# RSS News Feeds > RSS News Feeds >  Lost or Stolen: Stolen Martin Clay Hess Custom Edition

## NewsFetcher

A lost or stolen instrument notice has been posted on the Mandolin Cafe Classifieds:

Ad #72071 posted 12/25/2013 - Stolen between December 6 and December 24 from Greenville, South Caronina. A D-18 Clay Hess Custom Edition by Martin.  It's basically a D-18GE with tortoise-shell binding.  This is number 3 of 25. 1-10 had the standard D neck instead of the V. They t ...

See full ad desciption...

----------


## madsknude

A sunburst clay hess #3 is listed for sale in Denmark.

https://www.dba.dk/western-martin-ma...id-1038225183/

I came across this post because I was interested in the guitar and googled the model.

----------

gtani7

----------


## Mandolin Cafe

Text of the original ad below. We have a phone number and email for the owner and just contacted him via that address. We'll let you know what we hear. There was no image to go with the ad in backups.

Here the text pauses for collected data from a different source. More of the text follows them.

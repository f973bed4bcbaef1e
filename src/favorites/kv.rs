//! String-keyed storage backends.

use std::collections::BTreeMap;
use std::fs::{self, File, OpenOptions};
use std::path::{Path, PathBuf};
use std::sync::Arc;

use async_trait::async_trait;
use fs2::FileExt;
use parking_lot::Mutex;

use super::StoreError;

/// Minimal get/set store. A missing key is `Ok(None)`, not an error.
#[async_trait]
pub trait KeyValueStore: Send + Sync {
    async fn get(&self, key: &str) -> Result<Option<String>, StoreError>;

    async fn set(&self, key: &str, value: String) -> Result<(), StoreError>;
}

/// In-memory store. Clones share the same map.
#[derive(Clone, Default)]
pub struct MemoryKeyValueStore {
    entries: Arc<Mutex<BTreeMap<String, String>>>,
}

impl MemoryKeyValueStore {
    pub fn new() -> Self {
        Self::default()
    }

    /// Store pre-seeded with one entry.
    pub fn with_entry(key: &str, value: impl Into<String>) -> Self {
        let store = Self::new();
        store.entries.lock().insert(key.to_string(), value.into());
        store
    }

    /// Synchronous read, for inspection in tests and diagnostics.
    pub fn peek(&self, key: &str) -> Option<String> {
        self.entries.lock().get(key).cloned()
    }
}

#[async_trait]
impl KeyValueStore for MemoryKeyValueStore {
    async fn get(&self, key: &str) -> Result<Option<String>, StoreError> {
        Ok(self.peek(key))
    }

    async fn set(&self, key: &str, value: String) -> Result<(), StoreError> {
        self.entries.lock().insert(key.to_string(), value);
        Ok(())
    }
}

/// All keys kept in one JSON object on disk.
///
/// Writes hold an exclusive lock on a sibling `.lock` file and replace the data
/// file atomically (write-to-temp + rename). A data file that no longer parses
/// is moved to `<path>.corrupt` by the next write. File work runs on the
/// blocking pool.
///
/// ```json
/// {
///   "country-favorites": "{\"CAN\":{\"countryId\":\"CAN\",\"note\":\"\"}}"
/// }
/// ```
#[derive(Clone)]
pub struct FileKeyValueStore {
    path: PathBuf,
}

impl FileKeyValueStore {
    pub fn new(path: impl Into<PathBuf>) -> Self {
        Self { path: path.into() }
    }

    async fn run<T, F>(&self, op: F) -> Result<T, StoreError>
    where
        T: Send + 'static,
        F: FnOnce(&Path) -> Result<T, StoreError> + Send + 'static,
    {
        let path = self.path.clone();
        tokio::task::spawn_blocking(move || op(&path))
            .await
            .map_err(|e| StoreError::Task(e.to_string()))?
    }
}

#[async_trait]
impl KeyValueStore for FileKeyValueStore {
    async fn get(&self, key: &str) -> Result<Option<String>, StoreError> {
        let key = key.to_string();
        self.run(move |path| Ok(read_entries(path)?.remove(&key)))
            .await
    }

    async fn set(&self, key: &str, value: String) -> Result<(), StoreError> {
        let key = key.to_string();
        self.run(move |path| {
            let _lock = lock_exclusive(path)?;
            let mut entries = match read_entries(path) {
                Err(StoreError::Json(e)) => {
                    tracing::warn!(error = %e, "Storage file is corrupt, starting over");
                    quarantine(path)?;
                    BTreeMap::new()
                }
                other => other?,
            };
            entries.insert(key, value);
            write_entries(path, &entries)
        })
        .await
    }
}

fn io_error(path: &Path) -> impl FnOnce(std::io::Error) -> StoreError + '_ {
    move |source| StoreError::Io {
        path: path.to_path_buf(),
        source,
    }
}

fn read_entries(path: &Path) -> Result<BTreeMap<String, String>, StoreError> {
    if !path.exists() {
        return Ok(BTreeMap::new());
    }
    let content = fs::read_to_string(path).map_err(io_error(path))?;
    if content.trim().is_empty() {
        return Ok(BTreeMap::new());
    }
    Ok(serde_json::from_str(&content)?)
}

/// Moves an unreadable data file to `<path>.corrupt` so later writes can succeed.
fn quarantine(path: &Path) -> Result<(), StoreError> {
    let mut target = path.as_os_str().to_owned();
    target.push(".corrupt");
    let target = PathBuf::from(target);
    fs::rename(path, &target).map_err(io_error(path))?;
    tracing::warn!(moved_to = %target.display(), "Corrupt storage file set aside");
    Ok(())
}

fn write_entries(path: &Path, entries: &BTreeMap<String, String>) -> Result<(), StoreError> {
    let json = serde_json::to_string_pretty(entries)?;
    let tmp = path.with_extension(format!("{}.tmp", uuid::Uuid::new_v4().simple()));

    fs::write(&tmp, json).map_err(io_error(&tmp))?;
    if let Err(e) = fs::rename(&tmp, path) {
        let _ = fs::remove_file(&tmp);
        return Err(io_error(path)(e));
    }

    tracing::debug!(path = %path.display(), keys = entries.len(), "Storage written");
    Ok(())
}

/// Unlocks on drop.
struct LockGuard(File);

impl Drop for LockGuard {
    fn drop(&mut self) {
        let _ = FileExt::unlock(&self.0);
    }
}

fn lock_exclusive(path: &Path) -> Result<LockGuard, StoreError> {
    if let Some(parent) = path.parent().filter(|p| !p.as_os_str().is_empty()) {
        fs::create_dir_all(parent).map_err(io_error(parent))?;
    }

    let lock_path = path.with_extension("lock");
    let file = OpenOptions::new()
        .create(true)
        .truncate(false)
        .write(true)
        .open(&lock_path)
        .map_err(io_error(&lock_path))?;

    file.lock_exclusive().map_err(|source| StoreError::Lock {
        path: lock_path.clone(),
        source,
    })?;

    Ok(LockGuard(file))
}
//! Shared test utilities and fixtures.

#![allow(dead_code, unused_imports)]

pub mod mock_server;

use countrydex::config::{SourceConfig, DEFAULT_FAVORITES_KEY};
use countrydex::directory::DirectoryManager;
use countrydex::favorites::{FavoritesStore, MemoryKeyValueStore};
use countrydex::source::HttpCountrySource;
use std::path::{Path, PathBuf};
use std::sync::Arc;
use tempfile::TempDir;

/// Endpoint payload, deliberately not in name order.
pub const MOCK_COUNTRIES: &str = r#"[
  {
    "name": {"common": "United States", "official": "United States of America"},
    "cca3": "USA",
    "flags": {"png": "https://flagcdn.com/w320/us.png", "svg": "https://flagcdn.com/us.svg"},
    "capital": ["Washington, D.C."],
    "region": "Americas",
    "subregion": "North America",
    "population": 331002651,
    "languages": {"eng": "English"},
    "currencies": {"USD": {"name": "United States dollar", "symbol": "$"}}
  },
  {
    "name": {"common": "Canada", "official": "Canada"},
    "cca3": "CAN",
    "flags": {"png": "https://flagcdn.com/w320/ca.png", "svg": "https://flagcdn.com/ca.svg"},
    "capital": ["Ottawa"],
    "region": "Americas",
    "subregion": "North America",
    "population": 37742154,
    "languages": {"eng": "English", "fra": "French"},
    "currencies": {"CAD": {"name": "Canadian dollar", "symbol": "$"}}
  },
  {
    "name": {"common": "Japan", "official": "Japan"},
    "cca3": "JPN",
    "flags": {"png": "https://flagcdn.com/w320/jp.png", "svg": "https://flagcdn.com/jp.svg"},
    "capital": ["Tokyo"],
    "region": "Asia",
    "subregion": "Eastern Asia",
    "population": 125836021,
    "languages": {"jpn": "Japanese"},
    "currencies": {"JPY": {"name": "Japanese yen", "symbol": "¥"}}
  }
]"#;

pub const MOCK_FAVORITES: &str = r#"{
  "USA": {"countryId": "USA", "note": "Great country!"},
  "JPN": {"countryId": "JPN", "note": "Love the culture!"}
}"#;

/// `count` minimal records named `Country 000`.. in reverse order.
pub fn many_countries_json(count: usize, region: &str) -> String {
    let records: Vec<String> = (0..count)
        .rev()
        .map(|i| {
            format!(
                r#"{{"name": {{"common": "Country {:03}"}}, "cca3": "C{:03}", "flags": {{"png": "p"}}, "region": "{}", "population": {}}}"#,
                i, i, region, i * 1000
            )
        })
        .collect();
    format!("[{}]", records.join(","))
}

pub fn source_config(url: &str) -> SourceConfig {
    SourceConfig {
        url: url.to_string(),
        timeout_seconds: 5,
        connect_timeout_seconds: 2,
        ..SourceConfig::default()
    }
}

/// Manager wired to an HTTP endpoint and an in-memory favorites store.
pub fn manager_for(url: &str, kv: MemoryKeyValueStore) -> DirectoryManager {
    let source = HttpCountrySource::new(&source_config(url)).expect("valid source config");
    DirectoryManager::new(
        Arc::new(source),
        FavoritesStore::new(Arc::new(kv), DEFAULT_FAVORITES_KEY),
        20,
        500,
    )
}

/// Write a config file pointing at `countries_url` with storage inside the
/// returned temp dir.
pub fn temp_config(countries_url: &str) -> (TempDir, PathBuf) {
    let temp_dir = TempDir::new().expect("Failed to create temp dir");
    let config_path = temp_dir.path().join("config.toml");
    let storage_path = temp_dir.path().join("storage.json");

    let content = format!(
        r#"[source]
url = "{}"
timeout_seconds = 5
connect_timeout_seconds = 2

[favorites]
storage_path = "{}"

[facts]
delay_ms = 0
"#,
        countries_url,
        toml_path(&storage_path)
    );

    std::fs::write(&config_path, content).expect("Failed to write config");
    (temp_dir, config_path)
}

fn toml_path(path: &Path) -> String {
    path.display().to_string().replace('\\', "\\\\")
}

Good job, madsknude! If you could assist in translating the text for the ad on that page it'd be appreciated. I never trust Google Translation 100%. Thank you.

-------------

*Stolen Martin Clay Hess Custom Edition*

Stolen between December 6 and December 24 from Greenville, South Carolina.

A D-18 Clay Hess Custom Edition by Martin.  It's basically a D-18GE with tortoise-shell binding.  This is number 3 of 25. 1-10 had the standard D neck instead of the V.

They took the case as well and the handle is broken.

Please let me know if you come across this guitar or anybody trying to sell it.

Thanks.

----------

gtani7

----------


## Mandolin Cafe

I heard back from the person that placed the ad and he said he was able to recover the guitar from a pawn shop not long after placing that ad back in 2013 so this guitar in Denmark is not the same one the was stolen.

----------


## CES

Glad to hear the 6 string was recovered. Pretty cool the way ya'll jumped all over this!!

----------


## MikeEdgerton

For anyone that might want to know how much that guitar would cost, it converts to $3038.52 USD at today's rate of exchange. I'm pretty sure the tax would impact the price as well.

----------